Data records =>
+ + + + +

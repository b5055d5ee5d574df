//! Graph fixtures
//!
//! Builders for the small hand-written graphs used by the scenario tests and
//! the random layered graphs used by the property tests.

use tensorplan::graph::{InputRef, OutputRef};
use tensorplan::{Graph, Node, NodeId, OutputDesc};

/// Single-stream chain of compute ops, each feeding the next.
pub fn chain(sizes: &[u64]) -> Graph {
    let mut graph = Graph::new("chain");
    let mut prev: Option<NodeId> = None;
    for (i, size) in sizes.iter().enumerate() {
        let id = graph.add_node(Node::new(format!("n{}", i), "Conv2D").with_output(*size));
        if let Some(p) = prev {
            graph.connect(p, 0, id, 0).expect("chain edge");
        }
        prev = Some(id);
    }
    graph
}

/// D produces 64 bytes, C consumes it in place, X reads C's output.
pub fn in_place_pair() -> (Graph, NodeId, NodeId) {
    let mut graph = Graph::new("in_place");
    let d = graph.add_node(Node::new("d", "Conv2D").with_output(64));
    let c = graph.add_node(
        Node::new("c", "Relu").with_output_desc(OutputDesc::new(64).reusing_input(0)),
    );
    let x = graph.add_node(Node::new("x", "Relu").with_output(64));
    graph.connect(d, 0, c, 0).expect("d -> c");
    graph.connect(c, 0, x, 0).expect("c -> x");
    (graph, d, c)
}

/// Two exclusive dynamic-batch branches: E with three outputs, F with two
/// larger ones. All outputs stay live until the end.
pub fn batch_branches() -> (Graph, Vec<NodeId>, Vec<NodeId>) {
    let mut graph = Graph::new("dynamic_batch");
    let e: Vec<NodeId> = [256u64, 128, 64]
        .iter()
        .enumerate()
        .map(|(i, size)| {
            graph.add_node(
                Node::new(format!("e{}", i), "Conv2D")
                    .with_output(*size)
                    .with_batch_label("batch_e"),
            )
        })
        .collect();
    let f: Vec<NodeId> = [512u64, 96]
        .iter()
        .enumerate()
        .map(|(i, size)| {
            graph.add_node(
                Node::new(format!("f{}", i), "Conv2D")
                    .with_output(*size)
                    .with_batch_label("batch_f"),
            )
        })
        .collect();
    (graph, e, f)
}

/// One randomly generated node: output size, workspace size, stream and an
/// optional edge from an earlier node.
pub type NodeSpec = (u64, u64, i64, Option<usize>);

/// Build a graph from node specs. `from` is reduced modulo the number of
/// earlier nodes, so any value is valid.
pub fn layered_graph(specs: &[NodeSpec]) -> Graph {
    let mut graph = Graph::new("random");
    for (i, (size, workspace, stream, from)) in specs.iter().enumerate() {
        let id = graph.add_node(
            Node::new(format!("n{}", i), "Conv2D")
                .on_stream(*stream)
                .with_output(*size)
                .with_workspace(*workspace),
        );
        if let (Some(from), true) = (*from, i > 0) {
            graph.connect(NodeId(from % i), 0, id, 0).expect("edge to earlier node");
        }
    }
    graph
}

/// Inclusive node window during which output 0 of `node` must stay intact:
/// from its producer to its last consumer, or to the end of the graph when
/// nothing consumes it.
pub fn output_window(graph: &Graph, node: NodeId) -> (usize, usize) {
    let consumers: &[InputRef] = graph.consumers(OutputRef { node, index: 0 });
    let end = if consumers.is_empty() {
        graph.len()
    } else {
        consumers.iter().map(|c| c.node.0).max().unwrap_or(node.0)
    };
    (node.0, end)
}

/// Inclusive node window during which workspace 0 of `node` must stay
/// intact: up to the node before the next one on the same stream, or to the
/// end of the graph when no later node shares the stream.
pub fn workspace_window(graph: &Graph, node: NodeId) -> (usize, usize) {
    let stream = graph.nodes[node.0].stream_id;
    let end = graph.nodes[node.0 + 1..]
        .iter()
        .find(|n| n.stream_id == stream)
        .map_or(graph.len(), |next| next.id.0 - 1);
    (node.0, end)
}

+ + + + +

The task => Check every line of the data, and copy the ones that contain "InputRef".

The completed task =>
use tensorplan::graph::{InputRef, OutputRef};
    let consumers: &[InputRef] = graph.consumers(OutputRef { node, index: 0 });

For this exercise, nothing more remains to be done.